[Dataset entries]
==================================================

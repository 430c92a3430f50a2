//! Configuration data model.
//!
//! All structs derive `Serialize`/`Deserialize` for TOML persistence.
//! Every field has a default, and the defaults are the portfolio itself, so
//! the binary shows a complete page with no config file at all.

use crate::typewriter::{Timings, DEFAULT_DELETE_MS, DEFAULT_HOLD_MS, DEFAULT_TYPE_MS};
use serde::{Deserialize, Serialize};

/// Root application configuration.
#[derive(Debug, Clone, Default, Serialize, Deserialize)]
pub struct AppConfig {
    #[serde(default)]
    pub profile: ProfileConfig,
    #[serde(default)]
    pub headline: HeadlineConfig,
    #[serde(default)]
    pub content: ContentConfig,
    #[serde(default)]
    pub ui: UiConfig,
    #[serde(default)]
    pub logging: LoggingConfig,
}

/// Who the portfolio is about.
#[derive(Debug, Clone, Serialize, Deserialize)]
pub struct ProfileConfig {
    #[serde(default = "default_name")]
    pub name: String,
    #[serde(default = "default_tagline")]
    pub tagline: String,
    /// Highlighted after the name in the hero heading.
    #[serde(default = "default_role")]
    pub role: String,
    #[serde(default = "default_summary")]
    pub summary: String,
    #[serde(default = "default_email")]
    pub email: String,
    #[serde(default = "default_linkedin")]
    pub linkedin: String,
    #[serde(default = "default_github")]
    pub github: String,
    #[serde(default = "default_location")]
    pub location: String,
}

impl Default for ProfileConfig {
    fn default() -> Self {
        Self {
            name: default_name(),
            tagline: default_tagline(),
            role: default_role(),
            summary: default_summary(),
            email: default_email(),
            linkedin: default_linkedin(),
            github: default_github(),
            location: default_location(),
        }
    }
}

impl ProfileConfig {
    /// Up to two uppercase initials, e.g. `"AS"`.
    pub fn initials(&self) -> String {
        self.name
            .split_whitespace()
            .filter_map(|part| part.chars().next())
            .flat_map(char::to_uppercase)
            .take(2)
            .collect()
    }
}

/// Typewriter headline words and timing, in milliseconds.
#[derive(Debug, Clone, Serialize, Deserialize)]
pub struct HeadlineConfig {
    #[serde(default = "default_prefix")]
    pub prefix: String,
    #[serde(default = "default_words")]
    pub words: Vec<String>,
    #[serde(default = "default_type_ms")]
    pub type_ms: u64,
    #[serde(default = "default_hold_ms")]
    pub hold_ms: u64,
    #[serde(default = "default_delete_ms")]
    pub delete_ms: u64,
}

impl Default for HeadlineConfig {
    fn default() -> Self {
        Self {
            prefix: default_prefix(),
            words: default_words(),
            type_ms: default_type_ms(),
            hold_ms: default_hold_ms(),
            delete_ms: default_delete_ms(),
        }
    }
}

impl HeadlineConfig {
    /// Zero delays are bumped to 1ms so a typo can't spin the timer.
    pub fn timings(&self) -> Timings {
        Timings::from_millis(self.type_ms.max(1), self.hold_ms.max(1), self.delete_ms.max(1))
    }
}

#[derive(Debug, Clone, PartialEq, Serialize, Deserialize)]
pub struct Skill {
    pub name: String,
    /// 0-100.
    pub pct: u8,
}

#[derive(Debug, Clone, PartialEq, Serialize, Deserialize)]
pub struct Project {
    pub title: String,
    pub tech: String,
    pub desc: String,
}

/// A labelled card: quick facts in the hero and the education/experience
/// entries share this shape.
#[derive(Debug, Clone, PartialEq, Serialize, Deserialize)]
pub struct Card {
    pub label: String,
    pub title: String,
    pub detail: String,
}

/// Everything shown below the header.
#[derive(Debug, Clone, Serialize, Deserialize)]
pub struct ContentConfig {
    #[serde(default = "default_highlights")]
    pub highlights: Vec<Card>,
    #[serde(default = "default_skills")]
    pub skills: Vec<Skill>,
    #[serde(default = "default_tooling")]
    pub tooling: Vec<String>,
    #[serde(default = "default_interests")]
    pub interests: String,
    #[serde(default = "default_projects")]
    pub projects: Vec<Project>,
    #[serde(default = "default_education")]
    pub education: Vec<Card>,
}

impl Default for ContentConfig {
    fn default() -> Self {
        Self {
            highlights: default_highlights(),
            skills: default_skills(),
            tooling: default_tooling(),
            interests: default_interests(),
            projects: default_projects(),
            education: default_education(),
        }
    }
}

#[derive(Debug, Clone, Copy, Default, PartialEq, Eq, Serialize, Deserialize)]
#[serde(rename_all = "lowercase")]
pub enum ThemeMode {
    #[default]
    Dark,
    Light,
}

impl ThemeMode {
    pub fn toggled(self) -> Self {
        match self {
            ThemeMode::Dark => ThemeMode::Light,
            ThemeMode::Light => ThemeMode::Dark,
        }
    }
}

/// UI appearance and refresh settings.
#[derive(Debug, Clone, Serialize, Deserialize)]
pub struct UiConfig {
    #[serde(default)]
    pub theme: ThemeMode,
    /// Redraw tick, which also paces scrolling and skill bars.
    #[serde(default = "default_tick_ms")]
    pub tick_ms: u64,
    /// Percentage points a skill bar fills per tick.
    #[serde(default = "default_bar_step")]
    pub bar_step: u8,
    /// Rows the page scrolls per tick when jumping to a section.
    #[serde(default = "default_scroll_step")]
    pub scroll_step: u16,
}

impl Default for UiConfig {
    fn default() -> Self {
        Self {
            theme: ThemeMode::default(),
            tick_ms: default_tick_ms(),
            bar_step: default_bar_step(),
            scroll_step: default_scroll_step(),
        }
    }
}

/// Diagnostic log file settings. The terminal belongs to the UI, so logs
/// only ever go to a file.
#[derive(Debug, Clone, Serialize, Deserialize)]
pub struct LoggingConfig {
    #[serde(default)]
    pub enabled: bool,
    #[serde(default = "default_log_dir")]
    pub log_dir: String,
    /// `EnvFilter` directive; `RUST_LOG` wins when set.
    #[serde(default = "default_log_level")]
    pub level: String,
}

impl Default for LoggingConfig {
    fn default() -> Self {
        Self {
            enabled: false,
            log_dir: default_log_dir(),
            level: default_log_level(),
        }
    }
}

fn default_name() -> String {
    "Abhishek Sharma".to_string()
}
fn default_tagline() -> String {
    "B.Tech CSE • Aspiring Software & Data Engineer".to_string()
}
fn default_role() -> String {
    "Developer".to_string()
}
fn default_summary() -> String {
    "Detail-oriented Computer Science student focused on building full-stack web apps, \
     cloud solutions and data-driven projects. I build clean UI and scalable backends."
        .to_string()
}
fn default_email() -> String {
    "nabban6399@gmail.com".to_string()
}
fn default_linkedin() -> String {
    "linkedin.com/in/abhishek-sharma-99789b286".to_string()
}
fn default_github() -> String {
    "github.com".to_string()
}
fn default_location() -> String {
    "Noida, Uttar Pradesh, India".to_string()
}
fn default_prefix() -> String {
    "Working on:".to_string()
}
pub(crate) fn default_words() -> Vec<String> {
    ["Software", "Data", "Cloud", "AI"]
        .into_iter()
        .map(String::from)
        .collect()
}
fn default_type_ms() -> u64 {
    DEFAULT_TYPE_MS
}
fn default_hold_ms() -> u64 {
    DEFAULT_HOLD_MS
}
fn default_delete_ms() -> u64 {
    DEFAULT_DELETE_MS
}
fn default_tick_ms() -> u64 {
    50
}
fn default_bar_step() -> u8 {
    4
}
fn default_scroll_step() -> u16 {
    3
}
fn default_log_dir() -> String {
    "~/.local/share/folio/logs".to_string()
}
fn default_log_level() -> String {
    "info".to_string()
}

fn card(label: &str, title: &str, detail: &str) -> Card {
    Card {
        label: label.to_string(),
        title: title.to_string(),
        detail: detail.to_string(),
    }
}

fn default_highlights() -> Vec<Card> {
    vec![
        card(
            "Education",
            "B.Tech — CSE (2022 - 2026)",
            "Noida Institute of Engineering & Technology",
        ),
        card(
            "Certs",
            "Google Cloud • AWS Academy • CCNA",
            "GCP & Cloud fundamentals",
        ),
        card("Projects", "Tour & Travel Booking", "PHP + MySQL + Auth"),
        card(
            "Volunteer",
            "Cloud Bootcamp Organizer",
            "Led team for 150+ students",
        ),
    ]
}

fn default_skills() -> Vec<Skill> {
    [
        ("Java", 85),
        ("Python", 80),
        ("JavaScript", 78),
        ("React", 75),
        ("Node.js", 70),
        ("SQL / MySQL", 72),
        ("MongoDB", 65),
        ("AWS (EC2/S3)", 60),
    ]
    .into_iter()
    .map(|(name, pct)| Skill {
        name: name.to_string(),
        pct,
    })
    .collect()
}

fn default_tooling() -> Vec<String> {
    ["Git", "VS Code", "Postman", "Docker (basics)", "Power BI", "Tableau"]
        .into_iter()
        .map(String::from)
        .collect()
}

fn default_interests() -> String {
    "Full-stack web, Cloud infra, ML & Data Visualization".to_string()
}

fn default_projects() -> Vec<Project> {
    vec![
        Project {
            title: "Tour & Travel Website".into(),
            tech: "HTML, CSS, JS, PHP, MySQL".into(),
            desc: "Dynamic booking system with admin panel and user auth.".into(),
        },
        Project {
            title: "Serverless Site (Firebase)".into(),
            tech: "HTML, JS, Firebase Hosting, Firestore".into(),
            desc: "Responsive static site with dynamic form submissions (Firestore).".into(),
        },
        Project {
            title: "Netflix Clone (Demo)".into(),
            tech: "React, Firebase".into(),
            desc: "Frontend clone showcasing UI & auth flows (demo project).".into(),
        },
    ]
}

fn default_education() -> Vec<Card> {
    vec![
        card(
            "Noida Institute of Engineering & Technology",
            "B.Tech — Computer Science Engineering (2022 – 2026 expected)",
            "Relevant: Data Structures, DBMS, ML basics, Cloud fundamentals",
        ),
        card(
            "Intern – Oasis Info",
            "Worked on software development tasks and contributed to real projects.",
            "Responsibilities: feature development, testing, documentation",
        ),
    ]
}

==================================================

• **YOUR TASK**:
Pull out each line of the records holding the string "page".

• **SOLUTION FOR THIS TASK**:
//! the binary shows a complete page with no config file at all.
    /// Rows the page scrolls per tick when jumping to a section.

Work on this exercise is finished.